Not sure I understand what you mean but GMAT doe not have its own math. That's simply not correct. The only thing is that GMAT deals with only Real Numbers: Integers, Fractions and Irrational Numbers, so no imaginary numbers. That's why the even roots from negative numbers are not defined for the GMAT.

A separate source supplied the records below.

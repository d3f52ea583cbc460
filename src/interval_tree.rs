// This Source Code Form is subject to the terms of the Mozilla Public
// License, v. 2.0. If a copy of the MPL was not distributed with this
// file, You can obtain one at https://mozilla.org/MPL/2.0/.

//! The interval tree (C1): an ordered, non-overlapping set of address
//! intervals within the pool, each owned by exactly one range.
//!
//! Occupied intervals are kept in a `BTreeMap` ordered by low bound (disjoint
//! intervals sorted by low bound are also sorted by high bound, so overlap
//! queries only need to look at a contiguous neighborhood). Free space is
//! tracked separately as a `RangeInclusiveSet`, the same crate
//! `build/i2c` uses to track non-overlapping controller address ranges, so
//! `reserve_random`'s deterministic fallback is a single pass over known-free
//! gaps rather than a derived computation.

use std::collections::{BTreeMap, HashMap};
use std::ops::Bound;

use rangemap::RangeInclusiveSet;

use crate::address::{Address, Interval, Pool};
use crate::collab::RandomSource;
use crate::range::RangeId;
use crate::MAAP_RANDOM_PLACEMENT_ATTEMPTS;

#[derive(Default)]
pub struct IntervalTree {
    free: RangeInclusiveSet<Address>,
    by_low: BTreeMap<Address, Interval>,
    by_owner: HashMap<RangeId, Address>,
}

impl IntervalTree {
    pub fn new() -> Self {
        Self::default()
    }

    /// Drops every owned interval and primes free space to exactly `pool`.
    /// Used by `Engine::init`, which clears the tree unconditionally.
    pub fn reset(&mut self, pool: Pool) {
        self.free.clear();
        self.by_low.clear();
        self.by_owner.clear();
        self.free.insert(pool.low()..=pool.high());
    }

    pub fn len(&self) -> usize {
        self.by_low.len()
    }

    pub fn is_empty(&self) -> bool {
        self.by_low.is_empty()
    }

    /// Every interval currently owned, in ascending address order.
    pub fn intervals(&self) -> impl Iterator<Item = &Interval> {
        self.by_low.values()
    }

    pub fn get(&self, owner: RangeId) -> Option<&Interval> {
        let low = self.by_owner.get(&owner)?;
        self.by_low.get(low)
    }

    /// Inserts `iv`, failing if it overlaps any existing interval.
    pub fn insert(&mut self, iv: Interval) -> bool {
        if !self.overlaps(iv.low, iv.high).is_empty() {
            return false;
        }
        self.free.remove(iv.low..=iv.high);
        self.by_owner.insert(iv.owner, iv.low);
        self.by_low.insert(iv.low, iv);
        true
    }

    /// Removes the interval owned by `owner`, if any is present.
    pub fn remove(&mut self, owner: RangeId) -> Option<Interval> {
        let low = self.by_owner.remove(&owner)?;
        let iv = self.by_low.remove(&low)?;
        self.free.insert(iv.low..=iv.high);
        Some(iv)
    }

    /// Every owned interval sharing at least one address with `[low, high]`.
    pub fn overlaps(&self, low: Address, high: Address) -> Vec<Interval> {
        let mut out = Vec::new();

        // The interval immediately at or before `low`, if its high bound
        // reaches into the query range.
        if let Some((_, iv)) = self.by_low.range(..=low).next_back() {
            if iv.high >= low {
                out.push(*iv);
            }
        }

        // Every interval strictly after `low` and at or before `high`
        // necessarily overlaps: its low bound already falls inside
        // `[low, high]`.
        for (_, iv) in self
            .by_low
            .range((Bound::Excluded(low), Bound::Included(high)))
        {
            out.push(*iv);
        }

        out
    }

    /// Chooses a uniformly-distributed free sub-interval of exactly `length`
    /// addresses within `pool` and inserts it under `owner`. Tries
    /// [`MAAP_RANDOM_PLACEMENT_ATTEMPTS`] random candidate starts before
    /// falling back to a deterministic first-fit scan over known-free gaps;
    /// returns `None` only if no gap fits anywhere in the pool.
    pub fn reserve_random(
        &mut self,
        length: u32,
        pool: Pool,
        owner: RangeId,
        rng: &mut dyn RandomSource,
    ) -> Option<Interval> {
        if length == 0 || length > pool.len {
            return None;
        }

        let span = u64::from(pool.len) - u64::from(length) + 1;
        for _ in 0..MAAP_RANDOM_PLACEMENT_ATTEMPTS {
            let start = pool.base + rng.uniform_u64() % span;
            let end = start + u64::from(length) - 1;
            if let Some(free_range) = self.free.get(&start) {
                if *free_range.end() >= end {
                    let iv = Interval::new(start, end, owner);
                    self.insert(iv);
                    return Some(iv);
                }
            }
        }

        for free_range in self.free.iter() {
            let gap_len = free_range.end() - free_range.start() + 1;
            if gap_len >= u64::from(length) {
                let start = *free_range.start();
                let end = start + u64::from(length) - 1;
                let iv = Interval::new(start, end, owner);
                self.insert(iv);
                return Some(iv);
            }
        }

        None
    }
}

#[cfg(test)]
mod tests {
    use super::*;
    use crate::collab::test_support::FakeRandom;

    fn rid(n: u64) -> RangeId {
        RangeId::new(n)
    }

    #[test]
    fn insert_rejects_overlap() {
        let mut tree = IntervalTree::new();
        tree.reset(Pool::new(0, 100));
        assert!(tree.insert(Interval::new(10, 20, rid(1))));
        assert!(!tree.insert(Interval::new(15, 25, rid(2))));
        assert!(!tree.insert(Interval::new(5, 10, rid(2))));
        assert!(tree.insert(Interval::new(21, 25, rid(2))));
    }

    #[test]
    fn remove_frees_space() {
        let mut tree = IntervalTree::new();
        tree.reset(Pool::new(0, 100));
        tree.insert(Interval::new(10, 20, rid(1)));
        assert!(tree.remove(rid(1)).is_some());
        assert!(tree.insert(Interval::new(10, 20, rid(2))));
    }

    #[test]
    fn overlaps_finds_all_touching_intervals() {
        let mut tree = IntervalTree::new();
        tree.reset(Pool::new(0, 100));
        tree.insert(Interval::new(10, 20, rid(1)));
        tree.insert(Interval::new(30, 40, rid(2)));
        tree.insert(Interval::new(50, 60, rid(3)));

        let hits = tree.overlaps(15, 35);
        assert_eq!(hits.len(), 2);
        assert!(hits.iter().any(|iv| iv.owner == rid(1)));
        assert!(hits.iter().any(|iv| iv.owner == rid(2)));

        assert!(tree.overlaps(21, 29).is_empty());
        assert_eq!(tree.overlaps(0, 100).len(), 3);
    }

    #[test]
    fn reserve_random_picks_free_space_via_rng() {
        let mut tree = IntervalTree::new();
        let pool = Pool::new(1000, 100); // [1000, 1099]
        tree.reset(pool);
        let mut rng = FakeRandom::new(vec![5]);

        let iv = tree.reserve_random(10, pool, rid(1), &mut rng).unwrap();
        assert_eq!(iv.low, 1005);
        assert_eq!(iv.high, 1014);
        assert_eq!(tree.len(), 1);
    }

    #[test]
    fn reserve_random_falls_back_to_gap_scan_when_dense() {
        let mut tree = IntervalTree::new();
        let pool = Pool::new(0, 20); // [0, 19]
        tree.reset(pool);
        // Occupy everything except [15, 19].
        tree.insert(Interval::new(0, 14, rid(1)));

        // No matter what the random phase samples, the only legal 5-length
        // placement is [15, 19], so a RNG that always proposes 0 must still
        // fall through to the gap scan and find it.
        let mut rng = FakeRandom::new(vec![0]);
        let iv = tree.reserve_random(5, pool, rid(2), &mut rng).unwrap();
        assert_eq!((iv.low, iv.high), (15, 19));
    }

    #[test]
    fn reserve_random_reports_none_when_pool_is_full() {
        let mut tree = IntervalTree::new();
        let pool = Pool::new(0, 10);
        tree.reset(pool);
        tree.insert(Interval::new(0, 9, rid(1)));
        let mut rng = FakeRandom::new(vec![0]);
        assert!(tree.reserve_random(1, pool, rid(2), &mut rng).is_none());
    }

    #[test]
    fn reserve_random_rejects_length_over_pool() {
        let mut tree = IntervalTree::new();
        let pool = Pool::new(0, 10);
        tree.reset(pool);
        let mut rng = FakeRandom::new(vec![0]);
        assert!(tree.reserve_random(11, pool, rid(1), &mut rng).is_none());
    }
}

(-2)^4 = 16 but -2^4 = -16, this is true generally not only for the GMAT.

Hey Bunuel,

Now i am totally confused. Yes it is obvious and universally understood that sqr.root of negative number is not a real number, basically it doesn't exist, why? Because no negative number raised to an even power will ever give us a negative result, yet according to your example -2^4 = -16, so we know that the number -2 raised to the power 4 gives us -16, isn't it a paradox? Now, according to the exponent rules: (-2)^4 = (-2^1)^4 = -2*(-2)*(-2)*(-2) right? Now according to your interpretation -2^4 is not the same, so it basically means -2*2*2*2, which doesn't make sense, because this goes against the whole idea behind exponents, which is: we take a number and multiply by ITSELF n times. So the correct way to write it would be -(2^4) = -16 or -(-2^4) = -16. Now back to the issue at hand: logically 2^2=4 as well as -2*(-2)=4, which is (-2)^2= 4, now i don't see why sqr.root of 4 can only be 2 and not -2 as well.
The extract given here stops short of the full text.